Q1) An unnamed lake was formed from ice melt. Periodically the ice dam holding back the water would
break, resulting in enormous volumes of water suddenly being released. A typical release might result in
the flow of 10 cubic kilometers of water per hour. At this rate, the lake could be entirely drained in two
days. If the lake covered approximately 800 sq. kilometers, which of the following is closest to the
average depth of the lake. For calculation purposes, assume that the lake had a uniform depth.
Answer: 600 meters (this one is easy)
Q2) If the lake in question 50 were losing water at 10 cubic kilometers per hour, by how much would the
water level in a deep canyon rise if the canyon were 0.5 km across at the bottom and the river was
determined to be moving at 36 m/sec. For calculations, assume the canyon walls are vertical, a true “box”

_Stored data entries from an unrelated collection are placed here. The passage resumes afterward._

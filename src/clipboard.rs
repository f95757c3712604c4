//! Clipboard access.
//!
//! On Windows the Win32 clipboard is used directly. Elsewhere the platform's
//! clipboard helper programs are driven as child processes.

#[cfg(not(windows))]
use std::io::Write;
#[cfg(not(windows))]
use std::process::{Command, Output, Stdio};

use crate::error::ClipboardError;

/// Host clipboard capability consumed by the form.
pub trait Clipboard {
    fn read_text(&mut self) -> Result<String, ClipboardError>;
    fn write_text(&mut self, text: &str) -> Result<(), ClipboardError>;
}

/// In-process clipboard. `deny` makes every call fail like a host that
/// refused clipboard permission.
#[derive(Debug, Default)]
pub struct MemoryClipboard {
    contents: String,
    pub deny: bool,
}

impl MemoryClipboard {
    pub fn with_text(text: &str) -> Self {
        Self {
            contents: text.to_string(),
            deny: false,
        }
    }

    pub fn denied() -> Self {
        Self {
            deny: true,
            ..Self::default()
        }
    }

    pub fn contents(&self) -> &str {
        &self.contents
    }
}

impl Clipboard for MemoryClipboard {
    fn read_text(&mut self) -> Result<String, ClipboardError> {
        if self.deny {
            return Err(ClipboardError::Read("permission denied".to_string()));
        }
        Ok(self.contents.clone())
    }

    fn write_text(&mut self, text: &str) -> Result<(), ClipboardError> {
        if self.deny {
            return Err(ClipboardError::Write("permission denied".to_string()));
        }
        self.contents = text.to_string();
        Ok(())
    }
}

/// The operating system clipboard.
#[derive(Debug, Default)]
pub struct SystemClipboard;

#[cfg(windows)]
impl Clipboard for SystemClipboard {
    fn read_text(&mut self) -> Result<String, ClipboardError> {
        crate::win_clipboard::read_text()
    }

    fn write_text(&mut self, text: &str) -> Result<(), ClipboardError> {
        crate::win_clipboard::write_text(text)
    }
}

#[cfg(not(windows))]
impl Clipboard for SystemClipboard {
    fn read_text(&mut self) -> Result<String, ClipboardError> {
        let helper = find_helper()?;
        log::debug!("Reading clipboard via {}", helper.paste[0]);

        let output = Command::new(helper.paste[0])
            .args(&helper.paste[1..])
            .stdin(Stdio::null())
            .stderr(Stdio::null())
            .output()
            .map_err(|e| ClipboardError::Read(e.to_string()))?;

        paste_output(helper.paste[0], output)
    }

    fn write_text(&mut self, text: &str) -> Result<(), ClipboardError> {
        let helper = find_helper()?;
        log::debug!("Writing {} bytes to clipboard via {}", text.len(), helper.copy[0]);

        let mut child = Command::new(helper.copy[0])
            .args(&helper.copy[1..])
            .stdin(Stdio::piped())
            .stdout(Stdio::null())
            .stderr(Stdio::null())
            .spawn()
            .map_err(|e| ClipboardError::Write(e.to_string()))?;

        if let Some(mut stdin) = child.stdin.take() {
            stdin
                .write_all(text.as_bytes())
                .map_err(|e| ClipboardError::Write(e.to_string()))?;
        }

        let status = child.wait().map_err(|e| ClipboardError::Write(e.to_string()))?;
        if !status.success() {
            return Err(ClipboardError::Write(format!(
                "{} exited with {}",
                helper.copy[0], status
            )));
        }
        Ok(())
    }
}

/// Decode a paste helper's result. wl-paste and xclip exit non-zero on an
/// empty clipboard, so a failed run with no output reads as empty text.
#[cfg(not(windows))]
fn paste_output(program: &str, output: Output) -> Result<String, ClipboardError> {
    if !output.status.success() {
        if output.stdout.is_empty() {
            return Ok(String::new());
        }
        return Err(ClipboardError::Read(format!(
            "{} exited with {}",
            program, output.status
        )));
    }
    String::from_utf8(output.stdout)
        .map_err(|e| ClipboardError::Read(format!("clipboard text is not UTF-8: {}", e)))
}

/// A copy/paste program pair.
#[cfg(not(windows))]
struct Helper {
    copy: &'static [&'static str],
    paste: &'static [&'static str],
}

#[cfg(not(windows))]
const HELPERS: &[(&str, Helper)] = &[
    (
        "pbcopy",
        Helper {
            copy: &["pbcopy"],
            paste: &["pbpaste"],
        },
    ),
    (
        "wl-copy",
        Helper {
            copy: &["wl-copy"],
            paste: &["wl-paste", "--no-newline"],
        },
    ),
    (
        "xclip",
        Helper {
            copy: &["xclip", "-selection", "clipboard", "-in"],
            paste: &["xclip", "-selection", "clipboard", "-out"],
        },
    ),
    (
        "xsel",
        Helper {
            copy: &["xsel", "--clipboard", "--input"],
            paste: &["xsel", "--clipboard", "--output"],
        },
    ),
];

/// Pick the first helper present on PATH. wl-copy is only considered under
/// a Wayland session.
#[cfg(not(windows))]
fn find_helper() -> Result<&'static Helper, ClipboardError> {
    let wayland = std::env::var_os("WAYLAND_DISPLAY").is_some();
    HELPERS
        .iter()
        .filter(|(name, _)| wayland || *name != "wl-copy")
        .find(|(name, _)| on_path(name))
        .map(|(_, helper)| helper)
        .ok_or_else(|| {
            ClipboardError::Unavailable(
                "no clipboard helper (pbcopy, wl-copy, xclip, xsel) found".to_string(),
            )
        })
}

#[cfg(not(windows))]
fn on_path(program: &str) -> bool {
    let Some(path) = std::env::var_os("PATH") else {
        return false;
    };
    std::env::split_paths(&path).any(|dir| dir.join(program).is_file())
}
//! Lot type: one recorded acquisition of a held position.

use chrono::NaiveDate;
use serde::{Deserialize, Serialize};
use std::fmt;

use crate::Amount;

/// A lot records an acquisition: units held, the per-unit cost basis they
/// were acquired at, and the acquisition date.
///
/// Lots are held per account and per commodity in insertion order; a `{ }`
/// reduction consumes an entire bucket of them at the stored basis.
///
/// # Examples
///
/// ```
/// use beanbook_core::{Amount, Lot};
/// use chrono::NaiveDate;
/// use rust_decimal_macros::dec;
///
/// let date = NaiveDate::from_ymd_opt(2024, 1, 15).unwrap();
/// let lot = Lot::new(
///     Amount::new(dec!(10), "GOOG"),
///     Amount::new(dec!(150.00), "USD"),
///     date,
/// );
/// assert_eq!(lot.book_value().number, dec!(1500.00));
/// assert_eq!(lot.book_value().currency, "USD");
/// ```
#[derive(Debug, Clone, PartialEq, Eq, Serialize, Deserialize)]
pub struct Lot {
    /// Units held (e.g., 10 GOOG)
    pub units: Amount,
    /// Per-unit cost basis (e.g., 150.00 USD)
    pub cost: Amount,
    /// Acquisition date
    pub date: NaiveDate,
}

impl Lot {
    /// Create a new lot.
    #[must_use]
    pub const fn new(units: Amount, cost: Amount, date: NaiveDate) -> Self {
        Self { units, cost, date }
    }

    /// Total book value of this lot in the cost currency.
    #[must_use]
    pub fn book_value(&self) -> Amount {
        Amount::new(self.units.number * self.cost.number, self.cost.currency.clone())
    }
}

impl fmt::Display for Lot {
    fn fmt(&self, f: &mut fmt::Formatter<'_>) -> fmt::Result {
        write!(f, "{} {{{}, {}}}", self.units, self.cost, self.date)
    }
}

#[cfg(test)]
mod tests {
    use super::*;
    use rust_decimal_macros::dec;

    fn date(year: i32, month: u32, day: u32) -> NaiveDate {
        NaiveDate::from_ymd_opt(year, month, day).unwrap()
    }

    #[test]
    fn test_book_value() {
        let lot = Lot::new(
            Amount::new(dec!(10), "GOOG"),
            Amount::new(dec!(500.00), "USD"),
            date(2024, 1, 15),
        );
        assert_eq!(lot.book_value(), Amount::new(dec!(5000.00), "USD"));
    }

    #[test]
    fn test_display() {
        let lot = Lot::new(
            Amount::new(dec!(2), "FOO"),
            Amount::new(dec!(1.50), "USD"),
            date(2024, 3, 1),
        );
        assert_eq!(format!("{lot}"), "2 FOO {1.50 USD, 2024-03-01}");
    }
}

canyon. Pick the answer that is closest to the calculated amount.
Answer: 100 m?? (how do you get that?)
Essentially 10 km^3/hr (the inflow) = the horizontal flow rate * cross section of the water in the canyon (which is the outflow).
Converting 36 m/s to km/hr gives 129.6 km/hr. From there, 10/129.6 will give the cross sectional area of the canyon in km^2. Since the canyon is 0.5 km wide, dividing by 0.5 km will give the water level since the cross section is a rectangle, giving 0.154 km or 154 m. Maybe it rounds to 100 ?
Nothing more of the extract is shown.